Response to the Building a Better Understanding of Bushfire Risk Consultation Paper

A Better Understanding of Bushfire Risk

Building transmission lines along a bushfire prone transmission corridor would be an example of resilience deterioration

On 02 June 2021, the Department of Environment, Land, Water and Planning (DEWLP) released the 'Building a better understanding of bushfire risk' consultation paper. The purpose of this consultation was to understand views around the following aspects:

  1. How DELWP can improve community understanding around bushfire risk and fuel management.
  2. In developing a whole of sector bushfire strategy, what are the areas of bushfire management that should be considered and prioritised?
  3. How should fire agencies be responding to, mitigating, and adapting to climate change?
  4. What you consider to be a realistically achievable percentage for bushfire risk reduction through fuel management and your reasoning for it?

Energy Grid Alliance have provided a submission to this consultation paper with an emphasis on routing transmission lines away from, or undergrounding, energy infrastructure to build increased network resilience.

Submission summary

According to AEMO, "good engineering design will ensure that any new infrastructure does not lead to unsustainable deterioration in grid resilience. Building additional transmission lines along a bushfire prone transmission corridor would be an example of resilience deterioration".

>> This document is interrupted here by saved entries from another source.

use std::env;

use tonic_build::Builder;

fn main() {
    // no system protoc is assumed; use the vendored binary and its well-known types
    let protoc = protoc_bin_vendored::protoc_bin_path().unwrap();
    let include = protoc_bin_vendored::include_path().unwrap();
    env::set_var("PROTOC", protoc);

    tonic_build::configure()
        .with_builder(&["booking.CreateBookingRequest"])
        .with_builder_into(
            "booking.CreateBookingRequest",
            &["user_id", "resource_id", "resource_capacity"],
        )
        .with_builder_option("booking.CreateBookingRequest", &["start_at", "end_at"])
        .compile(
            &["protos/booking.proto"],
            &["protos", include.to_str().unwrap()],
        )
        .unwrap();

    println!("cargo:rerun-if-changed=protos/booking.proto");
}

trait BuilderExt {
    fn with_builder(self, paths: &[&str]) -> Self;
    fn with_builder_into(self, path: &str, fields: &[&str]) -> Self;
    fn with_builder_option(self, path: &str, fields: &[&str]) -> Self;
}

impl BuilderExt for Builder {
    fn with_builder(self, paths: &[&str]) -> Self {
        paths.iter().fold(self, |acc, path| {
            acc.type_attribute(path, "#[derive(derive_builder::Builder)]")
        })
    }

    fn with_builder_into(self, path: &str, fields: &[&str]) -> Self {
        fields.iter().fold(self, |acc, field| {
            acc.field_attribute(
                format!("{}.{}", path, field),
                "#[builder(setter(into), default)]",
            )
        })
    }

    fn with_builder_option(self, path: &str, fields: &[&str]) -> Self {
        fields.iter().fold(self, |acc, field| {
            acc.field_attribute(
                format!("{}.{}", path, field),
                "#[builder(setter(into, strip_option))]",
            )
        })
    }
}
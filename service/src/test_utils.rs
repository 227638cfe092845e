use std::{ops::Deref, sync::Arc};

use abi::Config;
use rand::Rng;
use sqlx_db_tester::TestDb;

/// A server config pointing at a freshly migrated throwaway database.
#[derive(Clone)]
pub struct TestConfig {
    #[allow(dead_code)]
    tdb: Arc<TestDb>,
    pub config: Arc<Config>,
}

impl Deref for TestConfig {
    type Target = Config;

    fn deref(&self) -> &Self::Target {
        &self.config
    }
}

impl TestConfig {
    pub fn new(filename: &str) -> Self {
        let mut config = Config::load(filename).unwrap();
        let tdb = TestDb::new(
            &config.db.host,
            config.db.port,
            &config.db.user,
            &config.db.password,
            "../migrations",
        );
        config.db.dbname = tdb.dbname.clone();
        config.server.host = "127.0.0.1".to_string();
        config.server.port = rand::thread_rng().gen_range(20000..60000);
        Self {
            tdb: Arc::new(tdb),
            config: Arc::new(config),
        }
    }
}

impl Default for TestConfig {
    fn default() -> Self {
        Self::new("../fixtures/config.yml")
    }
}
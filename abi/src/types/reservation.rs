use chrono::{DateTime, Utc};

use crate::{convert_to_timestamp, BookingInfo, Error, ReservationId, ResourceId, UserId};

/// A committed claim on a resource for the half-open interval `[start_at, end_at)`.
#[derive(Debug, Clone, PartialEq, Eq, sqlx::FromRow)]
pub struct Reservation {
    pub id: ReservationId,
    pub user_id: UserId,
    pub resource_id: ResourceId,
    pub start_at: DateTime<Utc>,
    pub end_at: DateTime<Utc>,
}

/// Input of the capacity-checked creation transaction.
///
/// The store trusts these values; [`NewReservation::validate`] is run at the
/// transport boundary before the store is ever reached.
#[derive(Debug, Clone, PartialEq, Eq)]
pub struct NewReservation {
    pub user_id: UserId,
    pub resource_id: ResourceId,
    pub capacity: i32,
    pub start_at: DateTime<Utc>,
    pub end_at: DateTime<Utc>,
}

impl NewReservation {
    pub fn new(
        user_id: UserId,
        resource_id: ResourceId,
        capacity: i32,
        start_at: DateTime<Utc>,
        end_at: DateTime<Utc>,
    ) -> Self {
        Self {
            user_id,
            resource_id,
            capacity,
            start_at,
            end_at,
        }
    }

    pub fn validate(&self) -> Result<(), Error> {
        if self.user_id <= 0 {
            return Err(Error::InvalidArgument("user_id must be positive".into()));
        }
        if self.resource_id <= 0 {
            return Err(Error::InvalidArgument("resource_id must be positive".into()));
        }
        if self.capacity <= 0 {
            return Err(Error::InvalidArgument(
                "resource_capacity must be positive".into(),
            ));
        }
        if self.end_at <= self.start_at {
            return Err(Error::InvalidArgument(
                "end_at must be after start_at".into(),
            ));
        }
        Ok(())
    }
}

impl From<Reservation> for BookingInfo {
    fn from(rsvp: Reservation) -> Self {
        Self {
            booking_id: rsvp.id,
            resource_id: rsvp.resource_id,
            user_id: rsvp.user_id,
            start_at: Some(convert_to_timestamp(rsvp.start_at)),
            end_at: Some(convert_to_timestamp(rsvp.end_at)),
        }
    }
}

Increasingly, energy system vulnerabilities to heightened climate impacts, particularly extreme weather, are recognised as material risks to individual assets, the integrated energy system, and society.

To help defend Victoria's communities, economy and the environment against extreme weather events and future-proof critical energy infrastructure, the Victorian Government and network operators needs to adopt best planning practices and design resilience into the grid by avoiding or undergrounding bushfire prone regions and heavily forested corridors.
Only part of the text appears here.